The existing, ancient function NULL that predates this type system becomes a type predicate. That is to say, when we evaluate the expression (NULL NIL), yielding true, it has a semantic interpretation as a type test! By testing whether its argument is the NIL object, it's also perpetrating whether the argument is of the NULL type. And so that type name jibes with the name of the ancient NULL function.

lapsed_lisper

Yes, in Common Lisp, NIL is a value (it's a symbol, and by convention also the empty list).

But when used as a type specifier, NIL denotes the empty set. So no Lisp object is of that type, and an array with that element type cannot store any object.

reikonomusha

The value NIL has type NULL.

No value has type NIL.

shadowgovt

This reminds me of my favorite special form in common-lisp: `the`. https://www.lispworks.com/documentation/HyperSpec/Body/s_the...

(the fixnum (compute-my-fixnum-value))

This specifies that the value in the form in the second argument is of the type specified by the first argument. One might assume that this is what other languages call `assert`, and it can be; your compiler / interpreter can be configured to assert if it detects a mismatch between the two.

... but the spec actually specifies that if they don't match, the behavior is undefined. `the` is also an opportunity for the compiler to throw away some dynamic typechecking logic; essentially, it's a chance to paint racing stripes on the implementation so it goes faster at the cost of risking undefined behavior.

kazinator

Common Lisp has declared safety levels, so implementations can provide diagnostics about types at safety level 3, letting you roast in the flame of your undefined behavior only at lower safety levels.

I can't remember what the exact requirements are; I'd have to go back and re-read that.

Anyway, whether required by ANSI CL or not, implementations are good about protecting you from yourself unless you declare type AND request high speed and low safety.

Looking at the spec now, I don't see where it specifies that code is safe by default (safety 3) if no declarations are specified in the global or lexical environment. I see the requirement that implementations must not ignore safety deeclarations that raise the level of safety (unless they treat all code as safe and don't implement those declarations).

dreamcompiler

Exactly. The primary purpose of type declarations in Common Lisp is to give the compiler a hint that you are taking responsibility for type management so the machine code doesn't need to check the type at runtime. But the spec does not require that the compiler obey that hint, and if the compiler does obey the hint the spec says it's not the compiler's fault if you screw up the type that you took responsibility for.

An additional purpose for type declarations is not mentioned in the spec: Static analysis. SBCL goes the extra mile and does do some static analysis with your type declarations, which means it catches many kinds of programmer errors at compile time.
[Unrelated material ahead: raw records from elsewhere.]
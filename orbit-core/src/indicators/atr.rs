//! Average True Range (ATR).
//!
//! True Range: max(high-low, |high-prev_close|, |low-prev_close|).
//! ATR uses Wilder smoothing (EMA with alpha = 1/period), seeded with the
//! mean of the first `period` true-range values.

use crate::domain::Bar;

/// True Range series. TR[0] has no previous close and is just high − low.
pub fn true_range(bars: &[Bar]) -> Vec<f64> {
    let mut tr = Vec::with_capacity(bars.len());
    for (i, bar) in bars.iter().enumerate() {
        let value = if i == 0 {
            bar.high - bar.low
        } else {
            let pc = bars[i - 1].close;
            (bar.high - bar.low)
                .max((bar.high - pc).abs())
                .max((bar.low - pc).abs())
        };
        tr.push(value);
    }
    tr
}

/// Wilder-smoothed ATR series. `None` until `period` true-range values have
/// accumulated (the seed forms at index `period - 1`).
pub fn wilder_atr(bars: &[Bar], period: usize) -> Vec<Option<f64>> {
    assert!(period >= 1, "ATR period must be >= 1");
    let tr = true_range(bars);
    let n = tr.len();
    let mut out = vec![None; n];
    if n < period {
        return out;
    }

    let seed: f64 = tr[..period].iter().sum::<f64>() / period as f64;
    out[period - 1] = Some(seed);

    let alpha = 1.0 / period as f64;
    let mut prev = seed;
    for i in period..n {
        let smoothed = alpha * tr[i] + (1.0 - alpha) * prev;
        out[i] = Some(smoothed);
        prev = smoothed;
    }
    out
}

/// Median of a slice. Empty input yields `None`.
pub fn median(values: &[f64]) -> Option<f64> {
    if values.is_empty() {
        return None;
    }
    let mut sorted = values.to_vec();
    sorted.sort_by(|a, b| a.partial_cmp(b).expect("no NaN in ATR history"));
    let mid = sorted.len() / 2;
    Some(if sorted.len() % 2 == 0 {
        (sorted[mid - 1] + sorted[mid]) / 2.0
    } else {
        sorted[mid]
    })
}

#[cfg(test)]
mod tests {
    use super::*;
    use chrono::NaiveDate;

    fn make_ohlc_bars(data: &[(f64, f64, f64, f64)]) -> Vec<Bar> {
        let base = NaiveDate::from_ymd_opt(2025, 9, 22)
            .unwrap()
            .and_hms_opt(9, 30, 0)
            .unwrap();
        data.iter()
            .enumerate()
            .map(|(i, &(open, high, low, close))| Bar {
                ticker: "ES".into(),
                timestamp: base + chrono::Duration::minutes(5 * i as i64),
                open,
                high,
                low,
                close,
                volume: 1_000,
            })
            .collect()
    }

    #[test]
    fn true_range_basic() {
        let bars = make_ohlc_bars(&[
            (100.0, 105.0, 95.0, 102.0),  // TR = 10
            (102.0, 108.0, 100.0, 106.0), // TR = max(8, 6, 2) = 8
            (106.0, 107.0, 98.0, 99.0),   // TR = max(9, 1, 8) = 9
        ]);
        let tr = true_range(&bars);
        assert_eq!(tr, vec![10.0, 8.0, 9.0]);
    }

    #[test]
    fn true_range_gap_up() {
        let bars = make_ohlc_bars(&[
            (98.0, 102.0, 97.0, 100.0),
            (110.0, 115.0, 108.0, 112.0), // TR = max(7, 15, 8) = 15
        ]);
        assert_eq!(true_range(&bars)[1], 15.0);
    }

    #[test]
    fn atr_seed_and_smoothing() {
        let bars = make_ohlc_bars(&[
            (100.0, 105.0, 95.0, 102.0),  // TR = 10
            (102.0, 108.0, 100.0, 106.0), // TR = 8
            (106.0, 107.0, 98.0, 99.0),   // TR = 9
            (99.0, 103.0, 97.0, 101.0),   // TR = 6
        ]);
        let atr = wilder_atr(&bars, 3);
        assert!(atr[0].is_none());
        assert!(atr[1].is_none());
        // Seed: mean(10, 8, 9) = 9
        assert!((atr[2].unwrap() - 9.0).abs() < 1e-12);
        // Next: (1/3)*6 + (2/3)*9 = 8
        assert!((atr[3].unwrap() - 8.0).abs() < 1e-12);
    }

    #[test]
    fn atr_short_series_is_all_none() {
        let bars = make_ohlc_bars(&[(100.0, 105.0, 95.0, 102.0)]);
        assert!(wilder_atr(&bars, 14).iter().all(Option::is_none));
    }

    #[test]
    fn median_odd_even_empty() {
        assert_eq!(median(&[3.0, 1.0, 2.0]), Some(2.0));
        assert_eq!(median(&[4.0, 1.0, 3.0, 2.0]), Some(2.5));
        assert_eq!(median(&[]), None);
    }
}
//! Performance metrics — pure functions over the daily NAV series and the
//! round-trip log.
//!
//! Statistics that are undefined for the inputs (Sharpe with zero variance,
//! profit factor with no losses, expectancy with no trades) are `None` and
//! serialize as absent — never as a fake zero.

use orbit_core::domain::RoundTrip;
use orbit_core::DailyNav;
use serde::{Deserialize, Serialize};

const TRADING_DAYS_PER_YEAR: f64 = 252.0;

/// Aggregate statistics for one run.
#[derive(Debug, Clone, Serialize, Deserialize)]
pub struct SummaryMetrics {
    pub total_return: f64,
    pub trade_count: usize,
    #[serde(skip_serializing_if = "Option::is_none")]
    pub win_rate: Option<f64>,
    #[serde(skip_serializing_if = "Option::is_none")]
    pub profit_factor: Option<f64>,
    #[serde(skip_serializing_if = "Option::is_none")]
    pub expectancy: Option<f64>,
    pub max_drawdown: f64,
    #[serde(skip_serializing_if = "Option::is_none")]
    pub time_to_recovery_days: Option<usize>,
    pub longest_losing_streak: usize,
    #[serde(skip_serializing_if = "Option::is_none")]
    pub sharpe: Option<f64>,
    #[serde(skip_serializing_if = "Option::is_none")]
    pub sortino: Option<f64>,
}

impl SummaryMetrics {
    pub fn compute(
        daily: &[DailyNav],
        round_trips: &[RoundTrip],
        initial_capital: f64,
        final_nav: f64,
    ) -> Self {
        let returns = daily_returns(daily);
        Self {
            total_return: final_nav / initial_capital - 1.0,
            trade_count: round_trips.len(),
            win_rate: win_rate(round_trips),
            profit_factor: profit_factor(round_trips),
            expectancy: expectancy(round_trips),
            max_drawdown: max_drawdown(daily, initial_capital),
            time_to_recovery_days: time_to_recovery(daily, initial_capital),
            longest_losing_streak: longest_losing_streak(round_trips),
            sharpe: sharpe(&returns),
            sortino: sortino(&returns),
        }
    }
}

/// Day-over-day NAV returns: `NAV_t / NAV_{t-1} − 1`.
pub fn daily_returns(daily: &[DailyNav]) -> Vec<f64> {
    daily
        .windows(2)
        .map(|w| w[1].nav / w[0].nav - 1.0)
        .collect()
}

/// Fraction of closed trades with positive net P&L. `None` without trades.
pub fn win_rate(round_trips: &[RoundTrip]) -> Option<f64> {
    if round_trips.is_empty() {
        return None;
    }
    let winners = round_trips.iter().filter(|t| t.is_winner()).count();
    Some(winners as f64 / round_trips.len() as f64)
}

/// Gross gains over absolute gross losses. `None` without losses (the ratio
/// is unbounded, not 0).
pub fn profit_factor(round_trips: &[RoundTrip]) -> Option<f64> {
    let gains: f64 = round_trips
        .iter()
        .filter(|t| t.net_pnl > 0.0)
        .map(|t| t.net_pnl)
        .sum();
    let losses: f64 = round_trips
        .iter()
        .filter(|t| t.net_pnl < 0.0)
        .map(|t| t.net_pnl.abs())
        .sum();
    (losses > 0.0).then(|| gains / losses)
}

/// Mean net P&L per closed trade. `None` without trades.
pub fn expectancy(round_trips: &[RoundTrip]) -> Option<f64> {
    if round_trips.is_empty() {
        return None;
    }
    Some(round_trips.iter().map(|t| t.net_pnl).sum::<f64>() / round_trips.len() as f64)
}

/// Worst `NAV_t / running_max − 1` over the daily series, peak seeded with
/// the initial capital. 0.0 for a series that never draws down.
pub fn max_drawdown(daily: &[DailyNav], initial_capital: f64) -> f64 {
    let mut peak = initial_capital;
    let mut worst = 0.0_f64;
    for point in daily {
        if point.nav > peak {
            peak = point.nav;
        }
        if peak > 0.0 {
            let dd = point.nav / peak - 1.0;
            if dd < worst {
                worst = dd;
            }
        }
    }
    worst
}

/// Days from the max-drawdown trough until NAV reclaims the prior peak.
/// `None` when there is no drawdown or the peak is never reclaimed.
pub fn time_to_recovery(daily: &[DailyNav], initial_capital: f64) -> Option<usize> {
    let mut peak = initial_capital;
    let mut worst = 0.0_f64;
    let mut trough_index = None;
    let mut trough_peak = initial_capital;

    for (i, point) in daily.iter().enumerate() {
        if point.nav > peak {
            peak = point.nav;
        }
        if peak > 0.0 {
            let dd = point.nav / peak - 1.0;
            if dd < worst {
                worst = dd;
                trough_index = Some(i);
                trough_peak = peak;
            }
        }
    }

    let trough = trough_index?;
    daily[trough..].iter().position(|p| p.nav >= trough_peak)
}

/// Longest run of consecutive losing trades (net P&L < 0), in entry order.
pub fn longest_losing_streak(round_trips: &[RoundTrip]) -> usize {
    let mut longest = 0;
    let mut current = 0;
    for trade in round_trips {
        if trade.net_pnl < 0.0 {
            current += 1;
            longest = longest.max(current);
        } else {
            current = 0;
        }
    }
    longest
}

/// Annualized Sharpe: `mean / std · √252` over daily returns. `None` with
/// fewer than two returns or zero variance.
pub fn sharpe(returns: &[f64]) -> Option<f64> {
    if returns.len() < 2 {
        return None;
    }
    let mean = mean(returns);
    let std = std_dev(returns, mean);
    (std > 1e-15).then(|| mean / std * TRADING_DAYS_PER_YEAR.sqrt())
}

/// Sortino: like Sharpe, with only negative returns in the deviation.
/// `None` without any negative return.
pub fn sortino(returns: &[f64]) -> Option<f64> {
    if returns.len() < 2 {
        return None;
    }
    let mean_all = mean(returns);
    let downside_sq: f64 = returns.iter().filter(|&&r| r < 0.0).map(|r| r * r).sum();
    if downside_sq == 0.0 {
        return None;
    }
    let downside_std = (downside_sq / returns.len() as f64).sqrt();
    (downside_std > 1e-15).then(|| mean_all / downside_std * TRADING_DAYS_PER_YEAR.sqrt())
}

fn mean(xs: &[f64]) -> f64 {
    xs.iter().sum::<f64>() / xs.len() as f64
}

fn std_dev(xs: &[f64], mean: f64) -> f64 {
    let var = xs.iter().map(|x| (x - mean).powi(2)).sum::<f64>() / xs.len() as f64;
    var.sqrt()
}

#[cfg(test)]
mod tests {
    use super::*;
    use chrono::NaiveDate;
    use orbit_core::domain::{ExitReason, Side};

    fn nav_series(values: &[f64]) -> Vec<DailyNav> {
        values
            .iter()
            .enumerate()
            .map(|(i, &nav)| DailyNav {
                date: NaiveDate::from_ymd_opt(2025, 9, 1).unwrap()
                    + chrono::Duration::days(i as i64),
                nav,
            })
            .collect()
    }

    fn trade(net_pnl: f64) -> RoundTrip {
        let ts = NaiveDate::from_ymd_opt(2025, 9, 23)
            .unwrap()
            .and_hms_opt(10, 0, 0)
            .unwrap();
        RoundTrip {
            ticker: "ES".into(),
            side: Side::Long,
            quantity: 1,
            entry_timestamp: ts,
            exit_timestamp: ts,
            requested_entry_price: 100.0,
            entry_price: 100.0,
            exit_price: 100.0 + net_pnl,
            bars_held: 3,
            mfe_r: 0.5,
            mae_r: -0.5,
            r_multiple: net_pnl,
            r_multiple_after_friction: net_pnl,
            gross_pnl: net_pnl,
            net_pnl,
            commission: 4.0,
            exit_reason: ExitReason::Strategy,
            confirmation: None,
        }
    }

    #[test]
    fn daily_returns_basic() {
        let daily = nav_series(&[100.0, 110.0, 99.0]);
        let returns = daily_returns(&daily);
        assert!((returns[0] - 0.1).abs() < 1e-12);
        assert!((returns[1] + 0.1).abs() < 1e-12);
    }

    #[test]
    fn win_rate_none_without_trades() {
        assert_eq!(win_rate(&[]), None);
        assert_eq!(win_rate(&[trade(5.0), trade(-3.0)]), Some(0.5));
    }

    #[test]
    fn profit_factor_none_without_losses() {
        assert_eq!(profit_factor(&[trade(5.0)]), None);
        let pf = profit_factor(&[trade(6.0), trade(-3.0)]).unwrap();
        assert!((pf - 2.0).abs() < 1e-12);
    }

    #[test]
    fn expectancy_is_mean_net_pnl() {
        assert_eq!(expectancy(&[]), None);
        assert!((expectancy(&[trade(6.0), trade(-2.0)]).unwrap() - 2.0).abs() < 1e-12);
    }

    #[test]
    fn max_drawdown_from_peak() {
        let daily = nav_series(&[110.0, 120.0, 90.0, 100.0]);
        // Peak 120 → trough 90: −25%.
        assert!((max_drawdown(&daily, 100.0) + 0.25).abs() < 1e-12);
    }

    #[test]
    fn max_drawdown_zero_when_monotonic() {
        let daily = nav_series(&[100.0, 105.0, 110.0]);
        assert_eq!(max_drawdown(&daily, 100.0), 0.0);
    }

    #[test]
    fn drawdown_measured_from_initial_capital() {
        // First day already below the starting capital.
        let daily = nav_series(&[95.0, 97.0]);
        assert!((max_drawdown(&daily, 100.0) + 0.05).abs() < 1e-12);
    }

    #[test]
    fn time_to_recovery_counts_days_from_trough() {
        let daily = nav_series(&[110.0, 90.0, 100.0, 111.0]);
        // Trough at index 1, peak 110 reclaimed at index 3 → 2 days.
        assert_eq!(time_to_recovery(&daily, 100.0), Some(2));
    }

    #[test]
    fn time_to_recovery_none_when_unrecovered() {
        let daily = nav_series(&[110.0, 90.0, 95.0]);
        assert_eq!(time_to_recovery(&daily, 100.0), None);
    }

    #[test]
    fn losing_streak_counts_consecutive_losses() {
        let trades = vec![trade(-1.0), trade(-1.0), trade(2.0), trade(-1.0)];
        assert_eq!(longest_losing_streak(&trades), 2);
        assert_eq!(longest_losing_streak(&[]), 0);
    }

    #[test]
    fn sharpe_none_for_constant_returns() {
        assert_eq!(sharpe(&[0.01, 0.01, 0.01]), None);
        assert!(sharpe(&[0.01, -0.02, 0.03]).is_some());
    }

    #[test]
    fn sortino_none_without_downside() {
        assert_eq!(sortino(&[0.01, 0.02, 0.005]), None);
        assert!(sortino(&[0.01, -0.02, 0.03]).unwrap().is_finite());
    }

    #[test]
    fn undefined_metrics_serialize_as_absent() {
        let metrics = SummaryMetrics::compute(&nav_series(&[100_000.0]), &[], 100_000.0, 100_000.0);
        let json = serde_json::to_value(&metrics).unwrap();
        assert!(json.get("sharpe").is_none());
        assert!(json.get("win_rate").is_none());
        assert!(json.get("profit_factor").is_none());
        assert_eq!(json["trade_count"], 0);
        assert_eq!(json["total_return"], 0.0);
    }
}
Not all CL implementations do this.

If you want a Common Lisp that performs thorough static analysis, use Coalton.

shadowgovt

This is one of the things I appreciate about Common LISP's approach: it allows for undefined behavior, but UB is (mostly, as far as I know, I'm sure someone will jump in and correct me ;) ) off by default.

And I think that's the right place for the default to be. C and C++ support UB as well and there are definitely times where you want that for the speed benefits it affords the compiler's output, but getting to UB in those languages is as easy as creating a character array and then copying a string that is too long into that character array (gcc will warn you, but about the conversion of a string literal into a char pointer, not about the buffer overrun).

And with the C++ spec having a page count exceeding the entire Lord of the Rings trilogy, that's a lot of language definition for undefined behavior to live in.

lisper

> it allows for undefined behavior, but UB is (mostly, as far as I know, I'm sure someone will jump in and correct me ;) ) off by default.